Thursday, November 12, 2009

After the Recession, an Energy Crisis Could Loom


Here's the bad news about the global recession's potentially coming to an end: the recovery could spark a massive energy crisis with increased demand for fossil fuels from China and other developing countries, tighter oil supplies and skyrocketing oil prices. And this is just in the near future. The longer-term picture looks even more daunting. If the world continues to guzzle oil and gas at its present pace, global temperatures will rise by an average of 6°C by 2030, causing "irreparable damage to the planet."

The warning from the International Energy Agency (IEA), an intergovernmental energy watchdog based in Paris, could add extra weight to the negotiations leading up to the climate-change summit in Copenhagen next month, when leaders will attempt to come to an agreement on a successor to the Kyoto Protocol's limits on greenhouse-gas emissions. "Saving the planet cannot wait," reads the agency's annual World Economic Outlook report, which was released on Tuesday. "The time to act has arrived."

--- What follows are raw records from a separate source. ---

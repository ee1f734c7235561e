//! Inbound webhook endpoint.
//!
//! Orchestrates the full inbound pipeline: verify → deduplicate →
//! persist → dispatch → record outcome → respond. Signature and
//! malformed-body failures are resolved entirely here and never reach
//! the event processor. Processing failures surface as 500 so the
//! provider's own retry mechanism re-delivers; the unique idempotency
//! key makes those redeliveries safe.

use axum::{
    extract::{Path, State},
    http::{HeaderMap, StatusCode},
    response::{IntoResponse, Response},
    Json,
};
use breakwater_core::models::{EventId, WebhookEventRecord};
use breakwater_core::storage::InsertOutcome;
use bytes::Bytes;
use chrono::{DateTime, Utc};
use serde::Serialize;
use serde_json::json;
use tracing::{debug, error, info, instrument, warn};

use crate::{crypto, event::PaymentEvent, server::AppState};

/// Error response with code and message.
#[derive(Debug, Serialize)]
pub struct ErrorResponse {
    /// Error details.
    pub error: ErrorDetail,
}

/// Detailed error information.
#[derive(Debug, Serialize)]
pub struct ErrorDetail {
    /// Stable machine-readable code.
    pub code: &'static str,
    /// Human-readable description.
    pub message: String,
}

/// Receives a webhook from a payment provider.
///
/// # Responses
///
/// - `200` processed, already-processed, or abandoned (body distinguishes)
/// - `400` malformed body
/// - `401` signature invalid/missing, or provider not configured
/// - `500` processing or persistence failure; the sender should retry
#[instrument(
    name = "receive_webhook",
    skip(state, headers, body),
    fields(provider = %provider, body_len = body.len())
)]
pub async fn receive_webhook(
    Path(provider): Path<String>,
    State(state): State<AppState>,
    headers: HeaderMap,
    body: Bytes,
) -> Response {
    // Fail closed: a provider without a configured secret cannot be
    // verified, so its deliveries are rejected outright.
    let Some(provider_config) = state.config.provider(&provider) else {
        warn!("webhook from unconfigured provider rejected");
        return error_response(
            StatusCode::UNAUTHORIZED,
            "signature_invalid",
            "no webhook secret configured for provider",
        );
    };

    let signature = headers
        .get(provider_config.signature_header.as_str())
        .and_then(|v| v.to_str().ok())
        .unwrap_or("")
        .to_string();

    // Verification runs over the raw body bytes; any re-serialized form
    // could differ byte-for-byte and void a legitimate signature.
    if let Err(e) = crypto::verify_signature(&body, &signature, &provider_config.signing_secret) {
        warn!(error = %e, "webhook signature rejected");
        return error_response(StatusCode::UNAUTHORIZED, "signature_invalid", e.to_string());
    }

    let event = match PaymentEvent::parse(&body) {
        Ok(event) => event,
        Err(e) => {
            warn!(error = %e, "malformed webhook body");
            return error_response(StatusCode::BAD_REQUEST, "malformed_payload", e.to_string());
        },
    };

    let idempotency_key = format!("{provider}_{}", event.id);

    match state.idempotency.get(&idempotency_key).await {
        Ok(Some(prior)) => {
            info!(%idempotency_key, "duplicate delivery, returning prior result");
            return (StatusCode::OK, Json(prior)).into_response();
        },
        Ok(None) => {},
        Err(e) => {
            error!(error = %e, "idempotency lookup failed");
            return error_response(
                StatusCode::INTERNAL_SERVER_ERROR,
                "persistence_error",
                "idempotency lookup failed",
            );
        },
    }

    let record = WebhookEventRecord::new(
        provider.clone(),
        event.event_type.clone(),
        event.id.clone(),
        body.to_vec(),
        signature,
        DateTime::<Utc>::from(state.clock.now_system()),
    );
    let event_id = record.id;

    match state.store.insert_event(record).await {
        Ok(InsertOutcome::Inserted) => {
            debug!(%event_id, "event persisted, dispatching");
            dispatch_event(&state, &provider, &idempotency_key, &event, event_id).await
        },
        Ok(InsertOutcome::Duplicate) => {
            resolve_duplicate(&state, &provider, &idempotency_key, &event).await
        },
        Err(e) => {
            error!(error = %e, "failed to persist webhook event");
            error_response(
                StatusCode::INTERNAL_SERVER_ERROR,
                "persistence_error",
                "failed to persist event",
            )
        },
    }
}

/// Runs the handler for an event this request owns, stamping the outcome.
async fn dispatch_event(
    state: &AppState,
    provider: &str,
    idempotency_key: &str,
    event: &PaymentEvent,
    event_id: EventId,
) -> Response {
    match state.processor.dispatch(provider, idempotency_key, event).await {
        Ok(response) => {
            let now = DateTime::<Utc>::from(state.clock.now_system());
            if let Err(e) = state.store.mark_event_processed(event_id, now).await {
                // The side effect committed idempotently; mark the run
                // failed so the redelivery re-dispatches, hits the
                // duplicate payment key, and retries only this stamp.
                error!(error = %e, %event_id, "failed to stamp processed event");
                let _ = state
                    .store
                    .record_event_failure(event_id, "failed to record processing outcome".to_string())
                    .await;
                return error_response(
                    StatusCode::INTERNAL_SERVER_ERROR,
                    "persistence_error",
                    "failed to record processing outcome",
                );
            }

            state.idempotency.record(idempotency_key, response.clone()).await;
            info!(%event_id, event_type = %event.event_type, "event processed");
            (StatusCode::OK, Json(response)).into_response()
        },
        Err(e) => {
            warn!(error = %e, %event_id, "event processing failed");
            match state.store.record_event_failure(event_id, e.to_string()).await {
                Ok(retry_count) if retry_count >= state.config.max_event_retries => {
                    error!(
                        %event_id,
                        retry_count,
                        "abandoning permanently failing event"
                    );
                    let response = json!({"status": "abandoned", "event_id": event_id});
                    (StatusCode::OK, Json(response)).into_response()
                },
                Ok(retry_count) => {
                    debug!(%event_id, retry_count, "awaiting sender redelivery");
                    error_response(
                        StatusCode::INTERNAL_SERVER_ERROR,
                        "processing_failed",
                        e.to_string(),
                    )
                },
                Err(persist_err) => {
                    error!(error = %persist_err, %event_id, "failed to record processing failure");
                    error_response(
                        StatusCode::INTERNAL_SERVER_ERROR,
                        "persistence_error",
                        "failed to record processing failure",
                    )
                },
            }
        },
    }
}

/// Resolves a delivery that lost the insert race or re-delivers a known
/// event.
///
/// The existing row is authoritative:
/// - processed: return the prior outcome
/// - retry budget exhausted: acknowledge as abandoned so the sender stops
/// - failed earlier: this redelivery re-runs processing on the same row
/// - otherwise: another request is processing it right now
async fn resolve_duplicate(
    state: &AppState,
    provider: &str,
    idempotency_key: &str,
    event: &PaymentEvent,
) -> Response {
    let existing = match state.store.find_event_by_key(idempotency_key.to_string()).await {
        Ok(Some(existing)) => existing,
        Ok(None) => {
            // Insert conflicted but the row is not visible yet; let the
            // sender retry once the winner's transaction lands.
            warn!(%idempotency_key, "duplicate insert raced an uncommitted row");
            return error_response(
                StatusCode::INTERNAL_SERVER_ERROR,
                "persistence_error",
                "event is being recorded, retry shortly",
            );
        },
        Err(e) => {
            error!(error = %e, "failed to load duplicate event");
            return error_response(
                StatusCode::INTERNAL_SERVER_ERROR,
                "persistence_error",
                "failed to load existing event",
            );
        },
    };

    if existing.processed_at.is_some() {
        let response = json!({"status": "already_processed", "event_id": existing.id});
        state.idempotency.record(idempotency_key, response.clone()).await;
        info!(event_id = %existing.id, "delivery for already-processed event");
        return (StatusCode::OK, Json(response)).into_response();
    }

    if existing.retry_count >= state.config.max_event_retries {
        info!(event_id = %existing.id, "delivery for abandoned event");
        let response = json!({"status": "abandoned", "event_id": existing.id});
        return (StatusCode::OK, Json(response)).into_response();
    }

    if existing.processing_error.is_some() {
        info!(event_id = %existing.id, "redelivery of failed event, re-dispatching");
        return dispatch_event(state, provider, idempotency_key, event, existing.id).await;
    }

    // A concurrent request holds first-processing rights; its side effect
    // is the only one that can commit, so this delivery is acknowledged.
    info!(event_id = %existing.id, "concurrent duplicate delivery acknowledged");
    let response = json!({"status": "already_processed", "event_id": existing.id});
    (StatusCode::OK, Json(response)).into_response()
}

/// Creates a standardized error response.
fn error_response(status: StatusCode, code: &'static str, message: impl Into<String>) -> Response {
    let body = ErrorResponse { error: ErrorDetail { code, message: message.into() } };

    (status, Json(body)).into_response()
}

But the energy crisis may be even more critical than what the IEA is saying. According to a report in the Guardian on Tuesday, the agency, under pressure from the U.S., has in past reports deliberately underestimated just how fast the world is running out of oil. The newspaper quoted an unnamed senior IEA official as saying that the U.S. encouraged the agency to "underplay the rate of decline from existing oil fields while overplaying the chance of finding new reserves."

The official questioned the prediction in last year's World Economic Outlook that oil production could be raised from the current level of 83 million bbl. a day to 106 million bbl. a day, saying the estimate was higher than is feasible. This year's report lowers that prediction to 105 million bbl. a day. But critics of the IEA have long said the world has passed its peak in oil production and that such levels are unrealistic.